**EXERCISE MATERIAL**
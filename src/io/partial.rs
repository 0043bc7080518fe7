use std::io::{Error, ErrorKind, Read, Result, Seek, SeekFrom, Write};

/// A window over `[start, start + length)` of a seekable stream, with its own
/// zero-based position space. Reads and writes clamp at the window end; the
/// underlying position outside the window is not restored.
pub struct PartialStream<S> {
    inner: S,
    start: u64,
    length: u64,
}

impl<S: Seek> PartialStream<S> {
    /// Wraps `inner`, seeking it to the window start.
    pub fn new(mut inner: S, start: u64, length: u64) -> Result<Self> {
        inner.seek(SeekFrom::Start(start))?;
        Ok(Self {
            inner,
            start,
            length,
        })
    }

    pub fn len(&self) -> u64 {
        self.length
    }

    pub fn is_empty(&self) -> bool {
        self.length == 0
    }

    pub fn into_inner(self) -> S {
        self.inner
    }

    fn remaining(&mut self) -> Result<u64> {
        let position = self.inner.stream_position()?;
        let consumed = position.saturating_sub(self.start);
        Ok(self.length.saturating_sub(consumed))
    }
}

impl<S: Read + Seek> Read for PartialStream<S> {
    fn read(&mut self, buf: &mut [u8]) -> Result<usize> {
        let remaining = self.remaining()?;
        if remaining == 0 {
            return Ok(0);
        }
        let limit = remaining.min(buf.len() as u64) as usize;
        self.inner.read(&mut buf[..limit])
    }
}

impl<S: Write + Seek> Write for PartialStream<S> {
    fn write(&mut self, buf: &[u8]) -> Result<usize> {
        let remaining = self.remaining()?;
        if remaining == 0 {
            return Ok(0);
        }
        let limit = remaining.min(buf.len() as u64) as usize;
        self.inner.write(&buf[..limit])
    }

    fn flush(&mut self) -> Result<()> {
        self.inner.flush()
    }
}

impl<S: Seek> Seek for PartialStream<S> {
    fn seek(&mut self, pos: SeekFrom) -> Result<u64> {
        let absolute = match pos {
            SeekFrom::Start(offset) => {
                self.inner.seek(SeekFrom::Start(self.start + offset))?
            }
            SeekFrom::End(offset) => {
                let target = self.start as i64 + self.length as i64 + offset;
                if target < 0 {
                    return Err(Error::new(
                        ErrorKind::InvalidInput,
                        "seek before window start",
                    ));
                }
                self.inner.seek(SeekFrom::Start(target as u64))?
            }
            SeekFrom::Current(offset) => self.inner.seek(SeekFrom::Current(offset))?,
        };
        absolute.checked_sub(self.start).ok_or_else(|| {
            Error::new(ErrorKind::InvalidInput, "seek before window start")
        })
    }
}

--

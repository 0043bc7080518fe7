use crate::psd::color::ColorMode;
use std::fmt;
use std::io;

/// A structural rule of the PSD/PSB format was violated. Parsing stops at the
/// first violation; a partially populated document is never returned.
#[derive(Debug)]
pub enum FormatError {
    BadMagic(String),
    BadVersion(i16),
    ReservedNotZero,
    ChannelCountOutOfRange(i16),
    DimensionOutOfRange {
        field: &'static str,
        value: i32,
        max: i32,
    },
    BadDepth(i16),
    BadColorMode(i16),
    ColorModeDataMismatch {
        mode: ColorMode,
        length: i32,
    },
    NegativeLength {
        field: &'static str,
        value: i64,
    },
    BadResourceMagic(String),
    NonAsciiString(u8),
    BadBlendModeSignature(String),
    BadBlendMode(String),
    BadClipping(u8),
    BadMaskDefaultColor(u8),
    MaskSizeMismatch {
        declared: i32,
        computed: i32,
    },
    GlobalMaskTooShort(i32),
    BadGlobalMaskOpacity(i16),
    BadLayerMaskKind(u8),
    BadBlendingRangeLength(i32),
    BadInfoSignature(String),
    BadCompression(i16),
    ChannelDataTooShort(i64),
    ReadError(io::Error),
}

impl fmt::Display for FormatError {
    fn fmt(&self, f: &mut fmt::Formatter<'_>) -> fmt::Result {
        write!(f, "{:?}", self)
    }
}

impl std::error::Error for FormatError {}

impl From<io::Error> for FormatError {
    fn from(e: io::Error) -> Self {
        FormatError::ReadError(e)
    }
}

**ABOUT THIS TASK**
Send back an exact copy of only the lines from the line with "self.inner.write(&buf[..limit])" up to and including the line with "let target = self.start" in the data above.

**EXERCISE SOLUTION**
        self.inner.write(&buf[..limit])
    }

    fn flush(&mut self) -> Result<()> {
        self.inner.flush()
    }
}

impl<S: Seek> Seek for PartialStream<S> {
    fn seek(&mut self, pos: SeekFrom) -> Result<u64> {
        let absolute = match pos {
            SeekFrom::Start(offset) => {
                self.inner.seek(SeekFrom::Start(self.start + offset))?
            }
            SeekFrom::End(offset) => {
                let target = self.start as i64 + self.length as i64 + offset;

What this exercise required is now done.